Solid assessment. Thanks for putting this together. Even though i think likely that this will have court challenge, etc., there seem to be short term disruptions, e.g. to clinical trials that get put on hold, til sorted out. Many trials have protocols like “collect samples each day…”, and the data gap may make prior work less/not useful. In the end these disruptions even if fixed cost us money, time.
Correct. And China spends on the direct costs, including bidding whatever it takes to get the top global talent who actually lead the most innovative work. Not on ever-growing F&A and especially the "A" part to support more Associate Deans and Assistant Dept Chairs for research and their staff, and the proliferating research "compliance" offices and personnel of all flavors (DEI, Title 9, ADA, IRB, ESH, etc) which actually subtract from progress by wasting the researchers' time in order to create and justify own jobs.
Great article. One comment. In your section on Shifting Costs to Grant you wrote.
"But the DOGE-y NIH may scrutinize such budget moves, and there’s a zero-sum problem: if every grant’s direct budget swells to include quasi-overhead items, fewer grants will be funded overall (since the total NIH budget is still finite)."

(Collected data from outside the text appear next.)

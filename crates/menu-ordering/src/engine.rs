//! Menu Ordering Engine
//!
//! Top-level coordinator of the menu manager. It exclusively owns:
//! - the last-known-good snapshot, replaced wholesale on every fetch
//! - the visible tree (snapshot with pending drafts applied)
//! - the [`DirtyTracker`] and [`ExpansionState`]
//! - the save-in-flight guard
//!
//! Controllers only propose [`ReorderProposed`] events; [`MenuOrderingEngine::apply`]
//! is the single place the tree is mutated.

use crate::domain::{
    Category, CategoryId, DomainError, DomainResult, Item, ItemId, MenuId, OrderEntry,
};
use crate::ordering::{
    build_from_tracker, CategoryOrderPayload, CategoryReorderController, DirtyTracker,
    ExpansionState, ItemReorderController, OrderedCollection, ReorderProposed,
};
use crate::sync::{SaveOutcome, SaveTicket, SyncError};

#[derive(Debug, Clone, PartialEq, Eq)]
pub enum LoadState {
    Loading,
    Ready,
    Failed(String),
}

#[derive(Debug, Clone)]
pub struct MenuOrderingEngine {
    menu_id: MenuId,
    load_state: LoadState,
    snapshot: Vec<Category>,
    visible: Vec<Category>,
    tracker: DirtyTracker,
    expansion: ExpansionState,
    save_in_flight: bool,
}

impl MenuOrderingEngine {
    /// A new engine starts in `Loading`; nothing can be dragged until
    /// [`replace_tree`](Self::replace_tree) delivers the first snapshot.
    pub fn new(menu_id: MenuId) -> Self {
        Self {
            menu_id,
            load_state: LoadState::Loading,
            snapshot: Vec::new(),
            visible: Vec::new(),
            tracker: DirtyTracker::new(),
            expansion: ExpansionState::new(),
            save_in_flight: false,
        }
    }

    pub fn menu_id(&self) -> &MenuId {
        &self.menu_id
    }

    pub fn load_state(&self) -> &LoadState {
        &self.load_state
    }

    pub fn is_ready(&self) -> bool {
        self.load_state == LoadState::Ready
    }

    pub fn begin_load(&mut self) {
        if !self.is_ready() {
            self.load_state = LoadState::Loading;
        }
    }

    /// Keeps whatever tree was already shown; only a first load turns into `Failed`.
    pub fn load_failed(&mut self, message: impl Into<String>) {
        let message = message.into();
        log::warn!("Loading menu {} failed: {}", self.menu_id, message);
        if !self.is_ready() {
            self.load_state = LoadState::Failed(message);
        }
    }

    /// Replace the snapshot wholesale with a freshly fetched tree.
    ///
    /// Categories and items are normalized to dense order. Pending drafts
    /// that still cover their collection exactly are re-applied; drafts made
    /// stale by a delete are discarded.
    pub fn replace_tree(&mut self, categories: Vec<Category>) {
        let snapshot: Vec<Category> = OrderedCollection::from_unordered(categories)
            .into_iter()
            .map(|mut category| {
                category.items = OrderedCollection::from_unordered(category.items).into_vec();
                category
            })
            .collect();

        log::info!(
            "Menu {} loaded: {} categories, {} items",
            self.menu_id,
            snapshot.len(),
            snapshot.iter().map(|c| c.items.len()).sum::<usize>()
        );

        self.expansion.retain_known(snapshot.iter().map(|c| &c.id));
        self.snapshot = snapshot;
        self.visible = self.snapshot.clone();
        self.load_state = LoadState::Ready;
        self.reapply_drafts();
    }

    fn reapply_drafts(&mut self) {
        let category_draft = self.tracker.category_draft().to_vec();
        if !category_draft.is_empty() {
            if let Err(e) = self.apply_category_overlay(&category_draft) {
                log::warn!("Discarding stale category draft: {}", e);
                self.tracker.discard_category_draft();
            }
        }

        let item_drafts: Vec<(CategoryId, Vec<OrderEntry<ItemId>>)> = self
            .tracker
            .item_drafts()
            .iter()
            .map(|(id, entries)| (id.clone(), entries.clone()))
            .collect();
        for (category_id, entries) in item_drafts {
            if let Err(e) = self.apply_item_overlay(&category_id, &entries) {
                log::warn!("Discarding stale item draft for {}: {}", category_id, e);
                self.tracker.discard_item_draft(&category_id);
            }
        }
    }

    /// Categories as currently displayed (drafts applied)
    pub fn categories(&self) -> &[Category] {
        &self.visible
    }

    /// Last-known-good tree as confirmed by the server
    pub fn snapshot(&self) -> &[Category] {
        &self.snapshot
    }

    pub fn category(&self, id: &CategoryId) -> Option<&Category> {
        self.visible.iter().find(|c| &c.id == id)
    }

    pub fn items_of(&self, id: &CategoryId) -> &[Item] {
        self.category(id).map(|c| c.items.as_slice()).unwrap_or(&[])
    }

    pub fn item(&self, category_id: &CategoryId, item_id: &ItemId) -> Option<&Item> {
        self.items_of(category_id).iter().find(|i| &i.id == item_id)
    }

    pub fn category_controller(&self) -> CategoryReorderController {
        CategoryReorderController::for_categories()
    }

    pub fn item_controller(&self, category_id: &CategoryId) -> ItemReorderController {
        ItemReorderController::for_items(category_id.clone())
    }

    /// Apply a proposed reorder optimistically and record it as a draft.
    pub fn apply(&mut self, event: ReorderProposed) -> DomainResult<()> {
        if !self.is_ready() {
            return Err(DomainError::NotLoaded);
        }
        match event {
            ReorderProposed::Categories(entries) => {
                self.apply_category_overlay(&entries)?;
                self.tracker.mark_category_order(entries);
            }
            ReorderProposed::Items {
                category_id,
                entries,
            } => {
                self.apply_item_overlay(&category_id, &entries)?;
                self.tracker.mark_item_order(category_id, entries);
            }
        }
        Ok(())
    }

    fn apply_category_overlay(&mut self, entries: &[OrderEntry<CategoryId>]) -> DomainResult<()> {
        let reordered =
            OrderedCollection::from_positions(self.visible.clone()).with_overlay(entries)?;
        self.visible = reordered.into_vec();
        Ok(())
    }

    fn apply_item_overlay(
        &mut self,
        category_id: &CategoryId,
        entries: &[OrderEntry<ItemId>],
    ) -> DomainResult<()> {
        let category = self
            .visible
            .iter_mut()
            .find(|c| &c.id == category_id)
            .ok_or_else(|| DomainError::NotFound(format!("category {category_id}")))?;

        let reordered =
            OrderedCollection::from_positions(category.items.clone()).with_overlay(entries)?;
        category.items = reordered.into_vec();
        Ok(())
    }

    pub fn tracker(&self) -> &DirtyTracker {
        &self.tracker
    }

    pub fn is_dirty(&self) -> bool {
        self.tracker.is_dirty()
    }

    pub fn is_saving(&self) -> bool {
        self.save_in_flight
    }

    /// "Save Order" is enabled iff there is something to save and no save is running
    pub fn can_save(&self) -> bool {
        self.is_ready() && self.is_dirty() && !self.save_in_flight
    }

    /// Nested payload over the last-known-good snapshot
    pub fn build_payload(&self) -> DomainResult<Vec<CategoryOrderPayload>> {
        if !self.is_ready() {
            return Err(DomainError::NotLoaded);
        }
        Ok(build_from_tracker(&self.snapshot, &self.tracker))
    }

    /// Start a save: checks the guards, builds the payload and marks the
    /// save in flight. Must be followed by [`complete_save`](Self::complete_save).
    pub fn begin_save(&mut self) -> Result<SaveTicket, SyncError> {
        if self.save_in_flight {
            return Err(SyncError::SaveInFlight);
        }
        if !self.is_ready() {
            return Err(SyncError::NotLoaded);
        }
        if !self.is_dirty() {
            return Err(SyncError::NothingToSave);
        }

        let payload = build_from_tracker(&self.snapshot, &self.tracker);
        self.save_in_flight = true;
        log::debug!("Save started for menu {}", self.menu_id);
        Ok(SaveTicket {
            menu_id: self.menu_id.clone(),
            payload,
        })
    }

    /// Reconcile local state with the result of a save.
    ///
    /// Drafts are cleared only when the server accepted the save. A failed
    /// save leaves every draft in place so it can be retried as is.
    pub fn complete_save(&mut self, outcome: SaveOutcome) -> Result<(), SyncError> {
        self.save_in_flight = false;
        match outcome {
            SaveOutcome::Failed(e) => {
                log::warn!("Save for menu {} failed: {}", self.menu_id, e);
                Err(SyncError::SaveFailed(e))
            }
            SaveOutcome::Saved { refreshed } => {
                self.tracker.clear();
                match refreshed {
                    Ok(tree) => {
                        self.replace_tree(tree);
                        log::info!("Ordering saved for menu {}", self.menu_id);
                        Ok(())
                    }
                    Err(e) => {
                        // server has what is displayed; promote it to the snapshot
                        self.snapshot = self.visible.clone();
                        log::warn!("Saved, but refreshing menu {} failed: {}", self.menu_id, e);
                        Err(SyncError::RefreshFailed(e))
                    }
                }
            }
        }
    }

    pub fn expansion(&self) -> &ExpansionState {
        &self.expansion
    }

    pub fn is_expanded(&self, id: &CategoryId) -> bool {
        self.expansion.is_expanded(id)
    }

    pub fn toggle_expanded(&mut self, id: &CategoryId) -> bool {
        self.expansion.toggle(id)
    }

    pub fn expand_all(&mut self) {
        self.expansion.expand_all(self.visible.iter().map(|c| &c.id));
    }

    pub fn collapse_all(&mut self) {
        self.expansion.collapse_all();
    }
}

I question this. The NIH budget is finite, but the money that would go to indirect costs would go to direct costs (hopefully). So that money is available to give more grants at the same direct costs but lower indirect costs. As you say, likely some combination of direct costs going up to be more expansive and universities requesting fewer grants will happen.
So, John Hopkins would be forced to eat $200M/annually? Can you explain to me why an institution that has a $13.1B endowment needs supplemental funding from the government and they can't pick this cost of themselves? Is an endowment of $12.9 BILLION too little? Harvard has $53.2B endowment. Yale has $41.4B. This will also force universities to prioritize what grants they will do, so all these goofy research projects will get cut long before anything important is touched. Seems like the private foundations can start picking up their fair share of indirect costs as well. This also sounds like a rich institution problem only being ridiculously rich instead of insanely rich like the use to be. I have a feeling this will turn out just fine.